About this exercise: Below are entries; print them exactly from the first line through the one containing "for document store operations.".

[Dataset extract — start]

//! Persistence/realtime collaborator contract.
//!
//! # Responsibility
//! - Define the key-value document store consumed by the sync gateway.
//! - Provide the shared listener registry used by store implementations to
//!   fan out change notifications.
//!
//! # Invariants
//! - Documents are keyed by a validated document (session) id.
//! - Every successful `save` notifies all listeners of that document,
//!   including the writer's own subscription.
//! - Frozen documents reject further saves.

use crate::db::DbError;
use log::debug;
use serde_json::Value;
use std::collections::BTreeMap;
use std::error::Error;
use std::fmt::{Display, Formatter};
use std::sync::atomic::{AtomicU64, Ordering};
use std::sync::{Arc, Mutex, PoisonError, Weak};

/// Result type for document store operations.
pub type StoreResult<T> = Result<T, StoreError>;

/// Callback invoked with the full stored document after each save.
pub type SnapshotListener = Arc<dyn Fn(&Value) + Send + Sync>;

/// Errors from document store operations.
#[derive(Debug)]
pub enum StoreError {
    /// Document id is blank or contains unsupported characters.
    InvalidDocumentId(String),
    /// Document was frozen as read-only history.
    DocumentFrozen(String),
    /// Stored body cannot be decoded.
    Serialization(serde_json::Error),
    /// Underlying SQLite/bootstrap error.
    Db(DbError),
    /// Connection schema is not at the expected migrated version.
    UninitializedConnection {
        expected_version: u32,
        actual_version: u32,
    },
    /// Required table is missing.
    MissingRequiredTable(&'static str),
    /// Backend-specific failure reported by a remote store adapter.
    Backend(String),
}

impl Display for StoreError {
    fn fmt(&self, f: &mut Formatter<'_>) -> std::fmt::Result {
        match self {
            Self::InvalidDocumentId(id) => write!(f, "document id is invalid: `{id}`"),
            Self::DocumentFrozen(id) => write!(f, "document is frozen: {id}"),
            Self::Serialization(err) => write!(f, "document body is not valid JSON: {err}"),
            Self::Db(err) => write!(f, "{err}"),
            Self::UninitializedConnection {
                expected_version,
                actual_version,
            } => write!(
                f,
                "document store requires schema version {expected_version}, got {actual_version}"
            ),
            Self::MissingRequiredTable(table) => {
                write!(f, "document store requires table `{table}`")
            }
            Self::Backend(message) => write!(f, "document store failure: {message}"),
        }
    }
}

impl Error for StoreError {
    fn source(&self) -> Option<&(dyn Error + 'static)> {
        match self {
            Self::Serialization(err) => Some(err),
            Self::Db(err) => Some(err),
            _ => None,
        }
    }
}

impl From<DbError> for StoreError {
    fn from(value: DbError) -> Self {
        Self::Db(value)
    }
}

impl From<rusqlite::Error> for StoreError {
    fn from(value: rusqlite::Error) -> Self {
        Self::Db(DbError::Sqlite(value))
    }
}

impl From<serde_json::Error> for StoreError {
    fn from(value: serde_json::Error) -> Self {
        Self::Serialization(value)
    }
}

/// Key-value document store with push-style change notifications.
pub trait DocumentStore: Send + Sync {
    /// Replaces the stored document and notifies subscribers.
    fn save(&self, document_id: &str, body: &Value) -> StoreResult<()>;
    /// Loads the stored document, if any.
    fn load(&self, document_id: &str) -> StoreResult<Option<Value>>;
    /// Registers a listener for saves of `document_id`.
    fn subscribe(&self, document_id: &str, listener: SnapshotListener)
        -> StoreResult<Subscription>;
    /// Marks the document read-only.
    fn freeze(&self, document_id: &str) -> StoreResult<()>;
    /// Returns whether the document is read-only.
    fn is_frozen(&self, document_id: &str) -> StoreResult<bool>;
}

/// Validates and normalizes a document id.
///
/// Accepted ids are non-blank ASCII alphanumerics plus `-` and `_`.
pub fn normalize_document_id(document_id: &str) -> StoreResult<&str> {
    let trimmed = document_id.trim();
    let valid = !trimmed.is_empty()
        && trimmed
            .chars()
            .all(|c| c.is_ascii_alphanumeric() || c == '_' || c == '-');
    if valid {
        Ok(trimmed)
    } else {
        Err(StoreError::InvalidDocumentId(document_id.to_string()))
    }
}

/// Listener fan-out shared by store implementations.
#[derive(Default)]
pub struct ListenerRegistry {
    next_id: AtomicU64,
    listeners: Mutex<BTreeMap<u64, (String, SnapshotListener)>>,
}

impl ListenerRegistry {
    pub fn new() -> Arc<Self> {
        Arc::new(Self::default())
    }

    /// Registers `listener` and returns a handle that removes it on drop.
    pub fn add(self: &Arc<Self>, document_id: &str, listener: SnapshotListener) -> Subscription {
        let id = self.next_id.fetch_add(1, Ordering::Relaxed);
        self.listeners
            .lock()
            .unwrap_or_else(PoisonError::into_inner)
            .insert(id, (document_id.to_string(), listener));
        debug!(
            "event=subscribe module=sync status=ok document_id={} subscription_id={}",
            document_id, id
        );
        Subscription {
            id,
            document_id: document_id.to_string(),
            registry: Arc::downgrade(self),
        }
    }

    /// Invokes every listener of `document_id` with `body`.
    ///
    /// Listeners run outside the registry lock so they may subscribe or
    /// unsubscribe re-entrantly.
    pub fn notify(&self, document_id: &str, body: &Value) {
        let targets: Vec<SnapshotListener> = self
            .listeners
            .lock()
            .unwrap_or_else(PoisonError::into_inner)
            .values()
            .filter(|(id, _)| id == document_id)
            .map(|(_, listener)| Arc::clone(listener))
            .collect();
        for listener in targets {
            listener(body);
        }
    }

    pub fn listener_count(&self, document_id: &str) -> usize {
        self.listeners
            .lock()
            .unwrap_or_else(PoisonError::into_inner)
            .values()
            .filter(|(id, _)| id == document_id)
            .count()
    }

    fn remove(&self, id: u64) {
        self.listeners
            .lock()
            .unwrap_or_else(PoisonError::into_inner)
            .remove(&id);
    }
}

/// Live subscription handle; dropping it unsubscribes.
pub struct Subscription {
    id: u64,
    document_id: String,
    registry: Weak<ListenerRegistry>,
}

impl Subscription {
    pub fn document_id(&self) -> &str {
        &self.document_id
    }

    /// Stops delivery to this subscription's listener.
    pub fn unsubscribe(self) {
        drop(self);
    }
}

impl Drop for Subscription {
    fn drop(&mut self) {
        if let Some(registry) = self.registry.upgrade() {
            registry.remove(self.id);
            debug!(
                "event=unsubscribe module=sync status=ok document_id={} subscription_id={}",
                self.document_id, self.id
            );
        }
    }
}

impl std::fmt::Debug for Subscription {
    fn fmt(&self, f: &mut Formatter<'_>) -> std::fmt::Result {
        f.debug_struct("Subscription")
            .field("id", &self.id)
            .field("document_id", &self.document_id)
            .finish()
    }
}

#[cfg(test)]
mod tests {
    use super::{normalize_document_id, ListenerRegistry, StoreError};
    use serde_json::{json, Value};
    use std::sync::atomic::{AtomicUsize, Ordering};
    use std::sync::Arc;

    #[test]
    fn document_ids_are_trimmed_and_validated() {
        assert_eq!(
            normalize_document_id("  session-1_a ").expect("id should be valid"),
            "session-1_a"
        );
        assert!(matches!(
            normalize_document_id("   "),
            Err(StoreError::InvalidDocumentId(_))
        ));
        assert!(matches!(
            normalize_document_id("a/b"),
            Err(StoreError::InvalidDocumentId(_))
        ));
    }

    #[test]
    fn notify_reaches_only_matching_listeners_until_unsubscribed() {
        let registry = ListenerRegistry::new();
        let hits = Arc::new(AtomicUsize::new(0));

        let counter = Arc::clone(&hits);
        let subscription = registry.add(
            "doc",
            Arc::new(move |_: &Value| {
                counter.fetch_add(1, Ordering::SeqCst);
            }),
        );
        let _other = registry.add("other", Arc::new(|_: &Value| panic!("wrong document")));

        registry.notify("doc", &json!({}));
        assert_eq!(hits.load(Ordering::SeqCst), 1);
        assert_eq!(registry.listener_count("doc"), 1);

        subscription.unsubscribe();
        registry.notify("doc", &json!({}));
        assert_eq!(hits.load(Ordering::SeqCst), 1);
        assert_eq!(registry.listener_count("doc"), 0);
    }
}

[Dataset extract — finish]

Answer space:
//! Persistence/realtime collaborator contract.
//!
//! # Responsibility
//! - Define the key-value document store consumed by the sync gateway.
//! - Provide the shared listener registry used by store implementations to
//!   fan out change notifications.
//!
//! # Invariants
//! - Documents are keyed by a validated document (session) id.
//! - Every successful `save` notifies all listeners of that document,
//!   including the writer's own subscription.
//! - Frozen documents reject further saves.

use crate::db::DbError;
use log::debug;
use serde_json::Value;
use std::collections::BTreeMap;
use std::error::Error;
use std::fmt::{Display, Formatter};
use std::sync::atomic::{AtomicU64, Ordering};
use std::sync::{Arc, Mutex, PoisonError, Weak};

/// Result type for document store operations.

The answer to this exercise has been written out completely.